We note that the defendant‘s proposed interrogatories would have required the members of the jury to agree unanimously on which nurse, Kaine or Lapaan, had violated the standard of care and caused Bruce Cockayne‘s injuries. Such a requirement would have elevated the plaintiffs’ burden to a standard not required by our jurisprudence.

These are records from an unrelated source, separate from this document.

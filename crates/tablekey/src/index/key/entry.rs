//! Module: index::key::entry
//! Responsibility: stored index entries pairing a serialized key with the
//! primary key of the row it points at.

use crate::{
    error::{CodecError, ErrorOrigin},
    index::{IndexKey, ResolvedIndex},
};

const PK_LEN_SIZE: usize = 2;

///
/// IndexEntry
///
/// `key bytes ‖ primary key ‖ u16 BE primary-key length`.
///
/// Entries group by index key because slot encodings are prefix-free; within
/// one key they order by primary-key bytes.
///

#[derive(Clone, Debug, Eq, Hash, Ord, PartialEq, PartialOrd)]
pub struct IndexEntry {
    bytes: Vec<u8>,
    pk_len: usize,
}

impl IndexEntry {
    pub fn new(key: &[u8], primary_key: &[u8]) -> Result<Self, CodecError> {
        let len = u16::try_from(primary_key.len()).map_err(|_| {
            CodecError::unsupported(
                ErrorOrigin::Serializer,
                format!(
                    "primary key of {} bytes exceeds {} bytes",
                    primary_key.len(),
                    u16::MAX
                ),
            )
        })?;

        let mut bytes = Vec::with_capacity(key.len() + primary_key.len() + PK_LEN_SIZE);
        bytes.extend_from_slice(key);
        bytes.extend_from_slice(primary_key);
        bytes.extend_from_slice(&len.to_be_bytes());

        Ok(Self {
            bytes,
            pk_len: primary_key.len(),
        })
    }

    /// Split stored entry bytes, validating the trailer.
    pub fn from_bytes(bytes: Vec<u8>) -> Result<Self, CodecError> {
        let body_len = bytes
            .len()
            .checked_sub(PK_LEN_SIZE)
            .ok_or_else(|| CodecError::malformed("index entry is missing its length trailer"))?;

        let mut trailer = [0u8; PK_LEN_SIZE];
        trailer.copy_from_slice(&bytes[body_len..]);
        let pk_len = usize::from(u16::from_be_bytes(trailer));
        if pk_len > body_len {
            return Err(CodecError::malformed(format!(
                "index entry primary key length {pk_len} exceeds {body_len} available bytes"
            )));
        }

        Ok(Self { bytes, pk_len })
    }

    #[must_use]
    pub fn key_bytes(&self) -> &[u8] {
        &self.bytes[..self.body_len() - self.pk_len]
    }

    #[must_use]
    pub fn primary_key(&self) -> &[u8] {
        &self.bytes[self.body_len() - self.pk_len..self.body_len()]
    }

    #[must_use]
    pub fn as_bytes(&self) -> &[u8] {
        &self.bytes
    }

    #[must_use]
    pub fn into_bytes(self) -> Vec<u8> {
        self.bytes
    }

    const fn body_len(&self) -> usize {
        self.bytes.len() - PK_LEN_SIZE
    }
}

impl ResolvedIndex {
    /// Decode the full index key carried by an entry.
    pub fn decode_entry(&self, entry: &IndexEntry) -> Result<IndexKey, CodecError> {
        self.deserialize(entry.key_bytes(), false)
    }
}

///
/// TESTS
///
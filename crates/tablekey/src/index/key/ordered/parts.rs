//! Module: index::key::ordered::parts
//! Responsibility: variable-width byte framing shared by scalar payloads.
//! Boundary: every decode read goes through `KeyCursor`, which never reads
//! past the end of its buffer.

use crate::index::key::ordered::KeyDecodeError;

const ESCAPE: u8 = 0x00;
const ESCAPED_ZERO: u8 = 0xFF;
const TERMINATOR: u8 = 0x00;

// Byte strings are escaped so slot boundaries remain unambiguous.
pub(crate) fn push_terminated_bytes(out: &mut Vec<u8>, bytes: &[u8]) {
    for &byte in bytes {
        if byte == ESCAPE {
            out.extend_from_slice(&[ESCAPE, ESCAPED_ZERO]);
        } else {
            out.push(byte);
        }
    }

    out.extend_from_slice(&[ESCAPE, TERMINATOR]);
}

pub(crate) fn push_inverted(out: &mut Vec<u8>, bytes: &[u8]) {
    for &byte in bytes {
        out.push(!byte);
    }
}

///
/// KeyCursor
///
/// Bounds-checked reader over one serialized key.
///

pub(crate) struct KeyCursor<'a> {
    bytes: &'a [u8],
    offset: usize,
    slot: usize,
}

impl<'a> KeyCursor<'a> {
    pub(crate) const fn new(bytes: &'a [u8]) -> Self {
        Self {
            bytes,
            offset: 0,
            slot: 0,
        }
    }

    /// Slot position reported in decode errors.
    pub(crate) const fn set_slot(&mut self, slot: usize) {
        self.slot = slot;
    }

    pub(crate) const fn slot(&self) -> usize {
        self.slot
    }

    pub(crate) const fn is_empty(&self) -> bool {
        self.offset >= self.bytes.len()
    }

    pub(crate) const fn remaining(&self) -> usize {
        self.bytes.len().saturating_sub(self.offset)
    }

    pub(crate) fn byte(&mut self) -> Result<u8, KeyDecodeError> {
        let byte = self
            .bytes
            .get(self.offset)
            .copied()
            .ok_or(KeyDecodeError::Truncated { slot: self.slot })?;
        self.offset += 1;

        Ok(byte)
    }

    pub(crate) fn take(&mut self, len: usize) -> Result<&'a [u8], KeyDecodeError> {
        let truncated = KeyDecodeError::Truncated { slot: self.slot };
        let end = self.offset.checked_add(len).ok_or(truncated.clone())?;
        let out = self.bytes.get(self.offset..end).ok_or(truncated)?;
        self.offset = end;

        Ok(out)
    }

    pub(crate) fn take_array<const N: usize>(&mut self) -> Result<[u8; N], KeyDecodeError> {
        let mut out = [0u8; N];
        out.copy_from_slice(self.take(N)?);

        Ok(out)
    }

    /// Read an escaped, terminated byte run written by `push_terminated_bytes`.
    pub(crate) fn read_terminated(&mut self) -> Result<Vec<u8>, KeyDecodeError> {
        let mut out = Vec::new();

        loop {
            let byte = self.byte()?;
            if byte != ESCAPE {
                out.push(byte);
                continue;
            }

            match self.byte()? {
                TERMINATOR => return Ok(out),
                ESCAPED_ZERO => out.push(0),
                _ => return Err(KeyDecodeError::InvalidEscape { slot: self.slot }),
            }
        }
    }

    /// Read bytes up to (and consuming) `terminator`.
    pub(crate) fn read_until(&mut self, terminator: u8) -> Result<&'a [u8], KeyDecodeError> {
        let rest = self.bytes.get(self.offset..).unwrap_or_default();
        let len = rest
            .iter()
            .position(|b| *b == terminator)
            .ok_or(KeyDecodeError::Truncated { slot: self.slot })?;
        let out = self.take(len)?;
        self.offset += 1;

        Ok(out)
    }
}

///
/// TESTS
///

To be sure, “[i]n this state it is required that jury verdicts be unanimous, requiring each juror to decide the case individually after impartial consideration of the evidence with the other jurors.” (Internal quotation marks omitted.) Monti v. Wenkert, 287 Conn. 101, 114, 947 A.2d 261 (2008); see also Practice Book § 16-30. This unanimity requirement, as the trial court implicitly recognized, did not extend to a finding of which nurse bore the ultimate responsibility for the perforation. In other words, the jurors were not required to unanimously agree that it was either Kaine, Lapaan, or both, who had caused the perforation. The members of the jury simply needed to be in agreement that at least one of the nurses violated the standard of care and caused the injuries to Bruce Cockayne to find the defendant vicariously liable.